GLODAP <- GLODAP %>%
  mutate_at(vars(ends_with(c("f", "qc"))), as.factor)

2 Exploratory data analysis

source("code/eda.R")
eda(GLODAP, "GLODAPv2_2020")
rm(eda)

The output of an automated Exploratory Data Analysis (EDA) performed with the package DataExplorer can be accessed here:

Link to EDA report of GLODAPv2_2020 raw data

3 Data preparation

3.1 Horizontal gridding

For merging with other data sets, all observations were grouped into latitude intervals of:

1° x 1°

GLODAP <- GLODAP %>% 
  mutate(lat = cut(lat, seq(-90, 90, 1), seq(-89.5, 89.5, 1)),
         lat = as.numeric(as.character(lat)),
         lon = cut(lon, seq(20, 380, 1), seq(20.5, 379.5, 1)),
         lon = as.numeric(as.character(lon)))

3.2 Reference eras

Samples were assigned to following eras:

JGOFS_WOCE: 1981 - 1999
GO_SHIP: 2000 - 2012
new_era: > 2013

GLODAP <- GLODAP %>%
  filter(year >= parameters$year_JGOFS_start) %>% 
  mutate(era = "JGOFS_WOCE",
         era = if_else(year > parameters$year_JGOFS_end, "GO_SHIP", era),
         era = if_else(year > parameters$year_GOSHIP_end, "new_era", era))

GLODAP <- GLODAP %>% 
  mutate(era = factor(era, c("JGOFS_WOCE", "GO_SHIP", "new_era")))

3.3 Spatial boundaries

3.3.1 Depth

Data above:

minimum sampling depth: 150m

were excluded from the fit in order to avoid the inclusion of seasonal biases.

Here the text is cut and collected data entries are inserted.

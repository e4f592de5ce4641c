//! # Line Reader
//!
//! Turns a buffered byte stream into a lazy, single-pass sequence of
//! [`Item`]s. One line buffer is reused for the whole stream, so memory stays
//! proportional to the longest line.

use crate::error::{EnqueueError, EnqueueResult};
use crate::types::Item;
use futures::Stream;
use tokio::io::{AsyncBufRead, AsyncBufReadExt};
use tracing::trace;

#[derive(Debug)]
pub struct LineReader<R> {
    inner: R,
    buffer: Vec<u8>,
    lines_read: u64,
    blank_lines: u64,
    exhausted: bool,
}

impl<R> LineReader<R>
where
    R: AsyncBufRead + Unpin,
{
    pub fn new(inner: R) -> Self {
        Self {
            inner,
            buffer: Vec::new(),
            lines_read: 0,
            blank_lines: 0,
            exhausted: false,
        }
    }

    /// Next non-blank item, or `None` at end of stream.
    ///
    /// Read failures and invalid UTF-8 are fatal and carry the 1-based line
    /// number that was being read.
    pub async fn next_item(&mut self) -> EnqueueResult<Option<Item>> {
        if self.exhausted {
            return Ok(None);
        }

        loop {
            self.buffer.clear();
            let line_number = self.lines_read + 1;

            let bytes = self
                .inner
                .read_until(b'\n', &mut self.buffer)
                .await
                .map_err(|source| EnqueueError::input_read(line_number, source))?;

            if bytes == 0 {
                self.exhausted = true;
                trace!(lines_read = self.lines_read, "Input exhausted");
                return Ok(None);
            }

            self.lines_read = line_number;

            let line = std::str::from_utf8(&self.buffer).map_err(|e| {
                EnqueueError::input_read(
                    line_number,
                    std::io::Error::new(std::io::ErrorKind::InvalidData, e),
                )
            })?;

            match Item::from_line(line) {
                Some(item) => return Ok(Some(item)),
                None => self.blank_lines += 1,
            }
        }
    }

    /// Lines consumed so far, blank ones included
    pub fn lines_read(&self) -> u64 {
        self.lines_read
    }

    pub fn blank_lines(&self) -> u64 {
        self.blank_lines
    }

    pub fn is_exhausted(&self) -> bool {
        self.exhausted
    }

    /// Adapt the reader into a stream of items
    pub fn into_stream(self) -> impl Stream<Item = EnqueueResult<Item>> {
        futures::stream::try_unfold(self, |mut reader| async move {
            let next = reader.next_item().await?;
            Ok::<_, EnqueueError>(next.map(|item| (item, reader)))
        })
    }
}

# create observations grid and summary stats before remving data

GLODAP_obs_grid <- GLODAP %>% 
  count(lat, lon, era) %>% 
  mutate(cleaning_level = "all")

GLODAP_stats <- GLODAP %>% 
  summarise(all = n())

##

GLODAP <- GLODAP %>% 
  filter(depth >= parameters$depth_min)

3.3.2 Bottomdepth

Following restriction was considered, but is currently not implemented:

minimum bottom depth: 500m

GLODAP <- GLODAP %>% 
  filter(bottomdepth >= parameters$bottomdepth_min)

3.3.3 Basin mask

The basin mask from the World Ocean Atlas was used. For details consult the data base subsection for WOA18 data.

Please note that some GLODAP observations were made outside the WOA18 basin mask and will be removed for further analysis (eg North Sea, Sea of Japan).

GLODAP <- inner_join(GLODAP, basinmask)

##

GLODAP_stats_temp <- GLODAP %>% 
  summarise(spatial_boundaries = n())

GLODAP_stats <- cbind(GLODAP_stats, GLODAP_stats_temp)
rm(GLODAP_stats_temp)

##

GLODAP_obs_grid_temp <- GLODAP %>% 
  count(lat, lon, era) %>% 
  mutate(cleaning_level = "spatial_boundaries")

GLODAP_obs_grid <-
  bind_rows(GLODAP_obs_grid, GLODAP_obs_grid_temp)

rm(GLODAP_obs_grid_temp)

GLODAP_obs <- GLODAP %>% 
  group_by(lat, lon) %>% 
  summarise(n = n()) %>% 
  ungroup()

map +
  geom_raster(data = basinmask, aes(lon, lat, fill = basin)) +
  geom_raster(data = GLODAP_obs, aes(lon, lat)) +
  scale_fill_brewer(palette = "Dark2") +
  theme(legend.position = "top",
        legend.title = element_blank())

rm(GLODAP_obs)

3.4 Flags and missing data

Only rows (samples) for which all relevant parameters are available were selected, ie NA’s were removed.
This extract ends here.